A C++23 library for reading and writing SAM/BAM files.
Continue to documentation of this early draft.
Built on a decade of bioinformatics experience, pbsamoa is inspired by the work of the SAM/BAM Format Specification Working Group and htslib. It focuses on pipelined I/O for maximum throughput, deterministic chunking of inputs, and flexible record filtering. The "open" reflects our commitment to developing this library in the open.
Everything in this library is in the PacBio::Samoa namespace, for clarity prepend all examples
with:
using namespace PacBio::Samoa;pbsamoa provides two record types with different trade-offs:
RawRecordowns the raw BAM bytes and decodes fields on demand.

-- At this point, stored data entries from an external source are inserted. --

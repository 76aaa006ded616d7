//! SQLite target over `rusqlite`.
//!
//! Every session opens its own connection to the database file, so the probe
//! exercises SQLite's real file locking. SQLite has a single native isolation
//! behaviour; the requested level only toggles `read_uncommitted`, which has
//! an effect for shared-cache connections. The matrix reports whatever the
//! engine actually does.
//!
//! SQLite's own busy handler is switched off. Sessions retry busy statements
//! themselves in short slices, so a cancelled session stops waiting for a
//! lock within one slice.

use std::path::{Path, PathBuf};
use std::sync::Arc;
use std::sync::atomic::{AtomicBool, Ordering};
use std::thread;
use std::time::{Duration, Instant};

use log::{debug, info};
use rusqlite::{
    Connection, ErrorCode, InterruptHandle, OpenFlags, OptionalExtension, ffi, params_from_iter,
};

use crate::config::TableSchema;
use crate::errors::{ProbeError, Result};
use crate::isolation::IsolationLevel;
use crate::session::{Canceller, Outcome, Session, SessionFactory, Statement};

/// A statement rendered to SQL text plus positional parameters.
#[derive(Debug, Clone, PartialEq, Eq)]
pub struct Rendered {
    pub sql: String,
    pub params: Vec<String>,
}

/// Renders `statement` against the configured table layout. Identifiers are
/// validated by [`TableSchema::validate`] and quoted here.
pub fn render(schema: &TableSchema, statement: &Statement) -> Rendered {
    let table = quote(&schema.table);
    let key = quote(&schema.key_column);
    let text = quote(&schema.text_column);
    let marker = quote(&schema.marker_column);

    let (sql, params) = match statement {
        Statement::ReadText { key: k } => (
            format!("SELECT {text} FROM {table} WHERE {key} = ?1"),
            vec![k.clone()],
        ),
        Statement::UpdateText { key: k, value } => (
            format!("UPDATE {table} SET {text} = ?1 WHERE {key} = ?2"),
            vec![value.clone(), k.clone()],
        ),
        Statement::InsertRow {
            key: k,
            text: t,
            marker: m,
        } => (
            format!("INSERT INTO {table} ({key}, {text}, {marker}) VALUES (?1, ?2, ?3)"),
            vec![k.clone(), t.clone(), m.clone()],
        ),
        Statement::CountMarked { marker: m } => (
            format!("SELECT COUNT(*) FROM {table} WHERE {marker} = ?1"),
            vec![m.clone()],
        ),
        Statement::DeleteMarked { marker: m } => (
            format!("DELETE FROM {table} WHERE {marker} = ?1"),
            vec![m.clone()],
        ),
        Statement::DeleteKey { key: k } => (
            format!("DELETE FROM {table} WHERE {key} = ?1"),
            vec![k.clone()],
        ),
        Statement::UpsertRow { key: k, text: t } => (
            format!(
                "INSERT INTO {table} ({key}, {text}) VALUES (?1, ?2) \
                 ON CONFLICT({key}) DO UPDATE SET {text} = excluded.{text}"
            ),
            vec![k.clone(), t.clone()],
        ),
    };
    Rendered { sql, params }
}

fn quote(ident: &str) -> String {
    format!("\"{ident}\"")
}

pub struct SqliteFactory {
    path: PathBuf,
    schema: Arc<TableSchema>,
    lock_wait_timeout: Duration,
    name: String,
}

impl SqliteFactory {
    pub fn new(
        path: impl Into<PathBuf>,
        schema: TableSchema,
        lock_wait_timeout: Duration,
        name: impl Into<String>,
    ) -> Result<Self> {
        schema.validate()?;
        Ok(Self {
            path: path.into(),
            schema: Arc::new(schema),
            lock_wait_timeout,
            name: name.into(),
        })
    }

    pub fn path(&self) -> &Path {
        &self.path
    }

    /// Switches the database to WAL mode and, when asked, creates the probe
    /// table with an index on the marker column.
    pub fn prepare(&self, create_schema: bool) -> Result<()> {
        let conn = self.open(OpenFlags::default())?;
        let mode: String =
            conn.pragma_update_and_check(None, "journal_mode", "WAL", |row| row.get(0))?;
        debug!("{} journal mode: {mode}", self.name);
        if create_schema {
            let table = quote(&self.schema.table);
            let key = quote(&self.schema.key_column);
            let text = quote(&self.schema.text_column);
            let marker = quote(&self.schema.marker_column);
            let index = quote(&format!(
                "{}_{}_idx",
                self.schema.table, self.schema.marker_column
            ));
            conn.execute_batch(&format!(
                "CREATE TABLE IF NOT EXISTS {table} (\
                     {key} TEXT PRIMARY KEY NOT NULL, \
                     {text} TEXT, \
                     {marker} TEXT); \
                 CREATE INDEX IF NOT EXISTS {index} ON {table} ({marker});"
            ))?;
            info!("schema ready in {}", self.path.display());
        }
        Ok(())
    }

    fn open(&self, flags: OpenFlags) -> Result<Connection> {
        let conn = Connection::open_with_flags(&self.path, flags).map_err(|err| {
            ProbeError::Connection(format!("cannot open {}: {err}", self.path.display()))
        })?;
        conn.busy_timeout(Duration::ZERO)
            .map_err(|err| ProbeError::Connection(err.to_string()))?;
        Ok(conn)
    }
}

impl SessionFactory for SqliteFactory {
    fn target(&self) -> &str {
        &self.name
    }

    fn connect(&self) -> Result<Box<dyn Session>> {
        let flags = OpenFlags::SQLITE_OPEN_READ_WRITE | OpenFlags::SQLITE_OPEN_NO_MUTEX;
        let conn = self.open(flags)?;
        let interrupt = Arc::new(conn.get_interrupt_handle());
        Ok(Box::new(SqliteSession {
            conn: Some(conn),
            schema: Arc::clone(&self.schema),
            level: IsolationLevel::Serializable,
            lock_wait_timeout: self.lock_wait_timeout,
            interrupt,
            cancelled: Arc::new(AtomicBool::new(false)),
        }))
    }
}

const BUSY_SLICE: Duration = Duration::from_millis(10);

pub struct SqliteSession {
    conn: Option<Connection>,
    schema: Arc<TableSchema>,
    level: IsolationLevel,
    lock_wait_timeout: Duration,
    interrupt: Arc<InterruptHandle>,
    cancelled: Arc<AtomicBool>,
}

impl SqliteSession {
    fn conn(&self) -> Result<&Connection> {
        self.conn
            .as_ref()
            .ok_or_else(|| ProbeError::Connection("session is closed".into()))
    }

    /// Runs `op` until it gets past SQLite's locks, the lock wait timeout
    /// runs out, or the session is cancelled.
    fn retry_busy<T>(&self, mut op: impl FnMut(&Connection) -> rusqlite::Result<T>) -> Result<T> {
        let conn = self.conn()?;
        let deadline = Instant::now() + self.lock_wait_timeout;
        loop {
            let err = match op(conn) {
                Err(err) if is_busy(&err) => err,
                other => return other.map_err(ProbeError::from),
            };
            if self.cancelled.load(Ordering::SeqCst) {
                return Err(ProbeError::Statement(format!(
                    "cancelled while waiting for a lock: {err}"
                )));
            }
            let now = Instant::now();
            if now >= deadline {
                return Err(ProbeError::Statement(format!(
                    "lock wait timeout exceeded after {} ms: {err}",
                    self.lock_wait_timeout.as_millis()
                )));
            }
            thread::sleep(BUSY_SLICE.min(deadline - now));
        }
    }

    fn in_transaction(&self) -> bool {
        self.conn.as_ref().is_some_and(|conn| !conn.is_autocommit())
    }
}

impl Session for SqliteSession {
    fn set_isolation_level(&mut self, level: IsolationLevel) -> Result<()> {
        if self.in_transaction() {
            return Err(ProbeError::Statement(
                "isolation level cannot change inside a transaction".into(),
            ));
        }
        let dirty = level == IsolationLevel::ReadUncommitted;
        self.conn()?
            .pragma_update(None, "read_uncommitted", dirty)?;
        self.level = level;
        Ok(())
    }

    fn begin(&mut self) -> Result<()> {
        self.conn()?.execute_batch("BEGIN DEFERRED")?;
        Ok(())
    }

    fn execute(&mut self, statement: &Statement) -> Result<Outcome> {
        if !self.in_transaction() {
            return Err(ProbeError::Statement("no transaction in progress".into()));
        }
        let rendered = render(&self.schema, statement);
        let sql = rendered.sql.as_str();
        self.retry_busy(|conn| {
            let params = params_from_iter(rendered.params.iter());
            match statement {
                Statement::ReadText { .. } => {
                    let text: Option<Option<String>> = conn
                        .query_row(sql, params, |row| row.get(0))
                        .optional()?;
                    Ok(Outcome::Text(text.flatten()))
                }
                Statement::CountMarked { .. } => {
                    let count: i64 = conn.query_row(sql, params, |row| row.get(0))?;
                    Ok(Outcome::Count(count.max(0) as u64))
                }
                _ => Ok(Outcome::Affected(conn.execute(sql, params)?)),
            }
        })
    }

    fn commit(&mut self) -> Result<()> {
        self.retry_busy(|conn| conn.execute_batch("COMMIT"))
    }

    fn rollback(&mut self) -> Result<()> {
        // An interrupted or failed statement may already have ended it.
        if self.in_transaction() {
            self.conn()?.execute_batch("ROLLBACK")?;
        }
        Ok(())
    }

    fn close(&mut self) -> Result<()> {
        self.rollback()?;
        if let Some(conn) = self.conn.take() {
            conn.close().map_err(|(_, err)| ProbeError::from(err))?;
        }
        Ok(())
    }

    fn canceller(&self) -> Option<Arc<dyn Canceller>> {
        Some(Arc::new(SqliteCanceller {
            interrupt: Arc::clone(&self.interrupt),
            cancelled: Arc::clone(&self.cancelled),
        }))
    }
}

/// Locked out by another connection. A stale WAL snapshot also reports busy
/// but never clears by waiting, so it is not retried.
fn is_busy(err: &rusqlite::Error) -> bool {
    match err {
        rusqlite::Error::SqliteFailure(failure, _) => {
            matches!(failure.code, ErrorCode::DatabaseBusy | ErrorCode::DatabaseLocked)
                && failure.extended_code != ffi::SQLITE_BUSY_SNAPSHOT
        }
        _ => false,
    }
}

struct SqliteCanceller {
    interrupt: Arc<InterruptHandle>,
    cancelled: Arc<AtomicBool>,
}

impl Canceller for SqliteCanceller {
    /// Stops a lock wait through the flag and a running statement through
    /// SQLite's interrupt.
    fn cancel(&self) {
        self.cancelled.store(true, Ordering::SeqCst);
        self.interrupt.interrupt();
    }
}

Ideal for high-throughput scanning where you only inspect a few fields per record (filtering, counting, indexing).BamRecordstores pre-decoded C++ types (std::string,TagMap, etc.). Use it when you need structured access to many fields, mutation, clipping, or writing records back out.
BamRawReader yields RawRecord references directly from decompressed BGZF
blocks with no up-front decoding.
BamRawReader reader{"input.bam"};
int mapped{0};
for (const auto& rec : reader.Records()) { mapped += rec.IsMapped(); }
std::println("Mapped reads: {}", mapped);Enable parallel BGZF decompression for large files:
BamRawReader reader{"input.bam", BamRawReaderConfig{.BgzfWorkers = 4}};BamRecordReader wraps BamRawReader and decodes every record into a BamRecord via a background
thread pool. Fields like Sequence() and Tags() are ready to use without per-access decoding
cost. The decompressed bytes are omitted.
BamRecordReader reader{"input.bam"};
for (const auto& rec : reader.Records()) {
if (rec.IsMapped()) {
std::println("{}\t{}\t{}\t{}", rec.Name(), rec.RefId(), rec.Pos(), rec.MapQ());
}
}Drop large PacBio pulse tags you don't need:
BamRecordReader reader{"input.bam", BamRecordReaderConfig{.TagFilter = DropTags{{"ip", "pw"}}}};Chunking splits a BAM file into N disjoint slices by unique (rgId, zmw) pairs, so multiple
processes can work on the same file without overlap. It requires a .zmi (new) or .pbi (legacy)
index alongside the BAM.
BamRawReaderConfig cfg{
.ChunkNum = 2, // 1-based: this process handles chunk 2
.TotalChunks = 5, // divide ZMWs into 5 roughly-equal groups
};
BamRawReader reader{"input.bam", cfg};
for (const auto& rec : reader.Records()) {
// only records belonging to chunk 2's ZMWs
}How it works. The reader opens the ZMW index, gets the file-order list of unique ZMWs, divides
them into TotalChunks slices with floating-point boundaries (std::lround), then seeks the BGZF
stream to the first record of the slice and sets a record limit to the exact count. Reading stops
automatically when the chunk is exhausted – no per-record index lookups after setup.
ZMWs: [10, 20, 30, 40, 50] 5 unique ZMWs, TotalChunks=3
chunk 1: [10, 20] ← lround(5/3 * 0) .. lround(5/3 * 1) = indices 0..2
chunk 2: [30, 40] ← indices 2..3
chunk 3: [50] ← indices 3..5 (clamped)
Chunking and Whitelist are mutually exclusive – the constructor rejects combining both.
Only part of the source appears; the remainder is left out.